Posted on Thursday 11 March 2010

The Smart Grid Explosion, with 631,647,134 Smart Meters & Counting

Just as it is hard to imagine a world without personal computers and wireless access to the internet, some day it will be equally difficult to imagine a world without smart meters,  smart energy distribution grids, home power generation, and bidirectional power management in and out of the home.

There are other similarities to the internet as well, especially with regards to how long it took before the general public even knew it existed — and even longer to start using it on a widespread basis.  All while the entire infrastructure was in place, data was humming back and forth between its nodes, and multiple companies were already marking their turf to make billions of dollars in this emerging field.

Getting even more specific for this example, a recent Harris Poll said that 68% of people in the U.S. don’t know the term “Smart Grid” and 63% don’t know what a Smart Meter is. (See “The Smart Grid is Coming!  What’s a Smart Grid?” for more details.)

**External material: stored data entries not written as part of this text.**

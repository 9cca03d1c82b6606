use crate::core::locks::RoundLocks;
use crate::core::roster::Roster;
use crate::core::scoring::{derive_round, validate_submission, ScoringRules};
use crate::core::{
    EntryId, HistoryCell, HistoryRound, LedgerStore, NewEntry, PlayerId, RoundNumber,
    RoundOutcome, ScoreEntry, Standing,
};
use crate::utils::error::{LedgerError, Result};
use crate::utils::validation::{ensure_non_negative, parse_score, validate_non_negative};
use std::collections::{BTreeMap, HashMap};
use std::sync::Arc;
use tokio::sync::Mutex;

/// Round scoring ledger: owns rounds and their score entries.
///
/// Mutations hold the roster gate for reading so a reset never interleaves
/// with them. Round creation is serialized by `creation`; edits are
/// serialized per round by `round_locks`.
pub struct Ledger<S: LedgerStore> {
    roster: Roster<S>,
    store: Arc<S>,
    rules: ScoringRules,
    creation: Mutex<()>,
    round_locks: RoundLocks,
}

impl<S: LedgerStore> Ledger<S> {
    pub fn new(roster: Roster<S>, rules: ScoringRules) -> Self {
        let store = Arc::clone(roster.store());
        Self {
            roster,
            store,
            rules,
            creation: Mutex::new(()),
            round_locks: RoundLocks::new(),
        }
    }

    pub fn roster(&self) -> &Roster<S> {
        &self.roster
    }

    pub fn rules(&self) -> &ScoringRules {
        &self.rules
    }

    /// Records a new round. `raw_by_player` must hold a score for every
    /// registered player and nobody else.
    pub async fn submit_round(
        &self,
        raw_by_player: &BTreeMap<PlayerId, i64>,
    ) -> Result<RoundOutcome> {
        let _gate = self.roster.gate().read().await;
        let players = self.roster.list().await?;

        let validated = validate_submission(&players, raw_by_player).inspect_err(|e| {
            tracing::warn!(error = %e, "round submission rejected");
        })?;
        let adjusted = derive_round(&validated)?;

        let entries: Vec<NewEntry> = players
            .iter()
            .filter_map(|p| {
                Some(NewEntry {
                    player_id: p.id,
                    raw: *validated.get(&p.id)?,
                    adjusted: *adjusted.get(&p.id)?,
                })
            })
            .collect();

        let _creation = self.creation.lock().await;
        let round = self.store.next_round_number().await?;
        let entries = self.store.write_round_entries(round, entries).await?;

        tracing::info!(round, players = entries.len(), "round recorded");
        Ok(RoundOutcome { round, entries })
    }

    /// Submits a round keyed by player name with unparsed score text.
    pub async fn submit_named<N, V>(&self, scores: &[(N, V)]) -> Result<RoundOutcome>
    where
        N: AsRef<str>,
        V: AsRef<str>,
    {
        let parsed: Vec<(&str, Result<i64>)> = scores
            .iter()
            .map(|(name, text)| {
                let name = name.as_ref();
                (name, parse_score(name.trim(), text.as_ref()))
            })
            .collect();

        // Negative values are reported ahead of unparseable ones.
        for (name, value) in &parsed {
            if let Ok(v) = value {
                ensure_non_negative(name.trim(), *v)?;
            }
        }

        let mut raw_by_player = BTreeMap::new();
        for (name, value) in parsed {
            let value = value?;
            let player = self.roster.find_by_name(name).await?;
            if raw_by_player.insert(player.id, value).is_some() {
                return Err(LedgerError::invalid_input(player.name, "score given twice"));
            }
        }

        self.submit_round(&raw_by_player).await
    }

    /// Changes one entry's raw score and re-derives its whole round.
    ///
    /// The change is computed on a working copy of the round; if it leaves the
    /// round without exactly one winner nothing is written.
    pub async fn edit_entry(&self, entry_id: EntryId, new_raw: i64) -> Result<RoundOutcome> {
        let new_raw = validate_non_negative(&format!("entry {}", entry_id), new_raw)?;

        let _gate = self.roster.gate().read().await;
        let target = self.store.read_entry(entry_id).await?;
        let _round_guard = self.round_locks.lock(target.round).await;

        let mut working = self.store.read_round_entries(target.round).await?;
        let slot = working
            .iter_mut()
            .find(|e| e.id == entry_id)
            .ok_or_else(|| LedgerError::not_found("entry", entry_id))?;
        let previous = slot.raw;
        slot.raw = new_raw;

        let raw_by_player: BTreeMap<PlayerId, u32> =
            working.iter().map(|e| (e.player_id, e.raw)).collect();
        let adjusted = derive_round(&raw_by_player).inspect_err(|e| {
            tracing::warn!(entry = %entry_id, round = target.round, error = %e, "edit rejected");
        })?;
        for entry in &mut working {
            if let Some(value) = adjusted.get(&entry.player_id) {
                entry.adjusted = *value;
            }
        }

        self.store.write_round(&working).await?;
        tracing::info!(
            entry = %entry_id,
            round = target.round,
            from = previous,
            to = new_raw,
            "entry corrected"
        );
        Ok(RoundOutcome {
            round: target.round,
            entries: working,
        })
    }

    pub async fn round(&self, round: RoundNumber) -> Result<RoundOutcome> {
        let entries = self.store.read_round_entries(round).await?;
        if entries.is_empty() {
            return Err(LedgerError::not_found("round", round));
        }
        Ok(RoundOutcome { round, entries })
    }

    /// Cumulative standings, best adjusted total first. Ties go to the
    /// alphabetically smaller name.
    pub async fn leaderboard(&self) -> Result<Vec<Standing>> {
        let _gate = self.roster.gate().read().await;
        let players = self.roster.list().await?;
        let entries = self.store.list_entries().await?;

        let mut by_player: HashMap<PlayerId, Standing> = players
            .into_iter()
            .map(|player| {
                (
                    player.id,
                    Standing {
                        player,
                        adjusted_total: 0,
                        raw_total: 0,
                        exact_hits: 0,
                        wins: 0,
                        band_hits: 0,
                    },
                )
            })
            .collect();

        for entry in entries {
            let Some(row) = by_player.get_mut(&entry.player_id) else {
                continue;
            };
            row.adjusted_total += entry.adjusted;
            row.raw_total += i64::from(entry.raw);
            if self.rules.is_exact_hit(entry.raw) {
                row.exact_hits += 1;
            }
            if entry.raw == 0 {
                row.wins += 1;
            }
            if self.rules.is_band_hit(entry.raw) {
                row.band_hits += 1;
            }
        }

        let mut standings: Vec<Standing> = by_player.into_values().collect();
        standings.sort_by(|a, b| {
            b.adjusted_total
                .cmp(&a.adjusted_total)
                .then_with(|| a.player.name.cmp(&b.player.name))
                .then_with(|| a.player.id.cmp(&b.player.id))
        });
        Ok(standings)
    }

    /// Every round in order, with one cell per registered player.
    pub async fn history(&self) -> Result<Vec<HistoryRound>> {
        let _gate = self.roster.gate().read().await;
        let players = self.roster.list().await?;

        let mut rounds: BTreeMap<RoundNumber, HashMap<PlayerId, ScoreEntry>> = BTreeMap::new();
        for entry in self.store.list_entries().await? {
            rounds
                .entry(entry.round)
                .or_default()
                .insert(entry.player_id, entry);
        }

        Ok(rounds
            .into_iter()
            .map(|(round, mut entries)| HistoryRound {
                round,
                cells: players
                    .iter()
                    .map(|player| HistoryCell {
                        player: player.clone(),
                        entry: entries.remove(&player.id),
                    })
                    .collect(),
            })
            .collect())
    }

    /// Destroys all players, rounds and entries.
    pub async fn reset_all(&self) -> Result<()> {
        let _gate = self.roster.gate().write().await;
        self.store.reset_all().await?;
        self.round_locks.clear();
        tracing::info!("ledger reset");
        Ok(())
    }
}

Regular readers of this blog are definitely more “up” on new technologies and strategic innovation than the general public, of course.  They understand the basics of the Smart Meter itself which, in its initial incarnation, allows for time-of-day monitoring of power use in homes and commercial buildings.  They are also aware that other versions will be able to dynamically and remotely turn appliances on and off to regulate peak demand, to monitor excess power being generated by a home’s own power sources (which might include Solar Cells and micro Wind Turbines, among other things) and even regulate the transmission of that power into and out of the regional Smart (Electric) Grid, and even to provide on demand home power management information via the Internet.  All of which they realize will enable dramatic power savings worldwide while creating the next wave of technology billionaires in the process.

What even those who are this aware probably do not realize about this industry is already how fast it is grown, so quietly in the background and even in their own backyard.

Did you know, for example, that Pacific Gas & Electric of California has installed 4.6 million Smart Meters as of January 2010. and that they also plan to install a total of 12 million Smart Meters covering some 80% of the state’s population by 2012?

On a worldwide scale, the number and complexity of Smart Grid projects is even more staggering.  Before I give you the numbers, I invite you to play around with the following Google Map Mashup put together by Meterpedia.com.  Wait for it to load, then check out the massive number of circles shown on the map, each of which marks the geographical center location for a given specific project.  Click on any of the colored circles on the map and you will see further details and links to the specific Smart Grid activities in that region.
View Smart Metering Projects Map in a larger map

Zoom in and you’ll see more projects.  Zoom out, move the map around, and you’ll see projects scattered in almost all major (and many minor) population centers around the world.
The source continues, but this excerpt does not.